* _Task details_
Go through the lines below and copy each one that holds the string "their".

Start of Block

//! In-memory adapter for CategoryRepository

use std::sync::Arc;

use async_trait::async_trait;
use tokio::sync::RwLock;

use super::store::Tables;
use crate::domain::entities::Category;
use crate::domain::ports::{CategoryRepository, Repository};
use crate::error::DomainError;

/// In-memory implementation of CategoryRepository
#[derive(Debug, Clone)]
pub struct InMemoryCategoryRepository {
    tables: Arc<RwLock<Tables>>,
}

impl InMemoryCategoryRepository {
    pub(super) fn new(tables: Arc<RwLock<Tables>>) -> Self {
        Self { tables }
    }
}

#[async_trait]
impl Repository<Category> for InMemoryCategoryRepository {
    async fn get_all(&self) -> Result<Vec<Category>, DomainError> {
        let tables = self.tables.read().await;
        Ok(tables
            .categories
            .keys()
            .filter_map(|id| tables.load_category(*id))
            .collect())
    }

    async fn get_by_id(&self, id: i32) -> Result<Option<Category>, DomainError> {
        let tables = self.tables.read().await;
        Ok(tables.load_category(id))
    }

    async fn create(&self, category: &Category) -> Result<Category, DomainError> {
        let mut tables = self.tables.write().await;
        tables.insert_category(category)
    }

    /// Renames the category; its products are managed through the product repository
    async fn update(&self, category: &Category) -> Result<(), DomainError> {
        let mut tables = self.tables.write().await;

        match tables.categories.get_mut(&category.id) {
            Some(stored) => {
                stored.name = category.name.clone();
                Ok(())
            }
            None => Err(DomainError::NotFound(format!(
                "Category {} not found",
                category.id
            ))),
        }
    }

    async fn delete(&self, category: &Category) -> Result<(), DomainError> {
        let mut tables = self.tables.write().await;
        tables.remove_category(category.id);
        Ok(())
    }
}

impl CategoryRepository for InMemoryCategoryRepository {}
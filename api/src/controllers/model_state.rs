//! Model state
//!
//! Field errors collected while binding and validating a submitted model.
//! Page actions re-render their form instead of saving when it is invalid.

use std::collections::BTreeMap;

use validator::{Validate, ValidationErrors};

#[derive(Debug, Clone, Default, PartialEq, Eq)]
pub struct ModelState {
    errors: BTreeMap<String, Vec<String>>,
}

impl ModelState {
    pub fn new() -> Self {
        Self::default()
    }

    /// Run the model's validation rules and collect their errors
    pub fn validate<T: Validate>(model: &T) -> Self {
        let mut state = Self::new();
        state.merge(model.validate());
        state
    }

    pub fn merge(&mut self, result: Result<(), ValidationErrors>) {
        let Err(errors) = result else {
            return;
        };

        for (field, field_errors) in errors.field_errors() {
            for error in field_errors {
                let message = error
                    .message
                    .as_ref()
                    .map(|m| m.to_string())
                    .unwrap_or_else(|| format!("The {} field is invalid.", field));
                self.add_model_error(field.to_string(), message);
            }
        }
    }

    /// Record an error against a field. An empty message still marks the field invalid.
    pub fn add_model_error(&mut self, key: impl Into<String>, message: impl Into<String>) {
        self.errors
            .entry(key.into())
            .or_default()
            .push(message.into());
    }

    pub fn is_valid(&self) -> bool {
        self.errors.is_empty()
    }

    pub fn field_errors(&self, key: &str) -> &[String] {
        self.errors.get(key).map(Vec::as_slice).unwrap_or(&[])
    }

    pub fn error_count(&self) -> usize {
        self.errors.values().map(Vec::len).sum()
    }
}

End of Block

* _Result below_
//! Page actions re-render their form instead of saving when it is invalid.
    /// Run the model's validation rules and collect their errors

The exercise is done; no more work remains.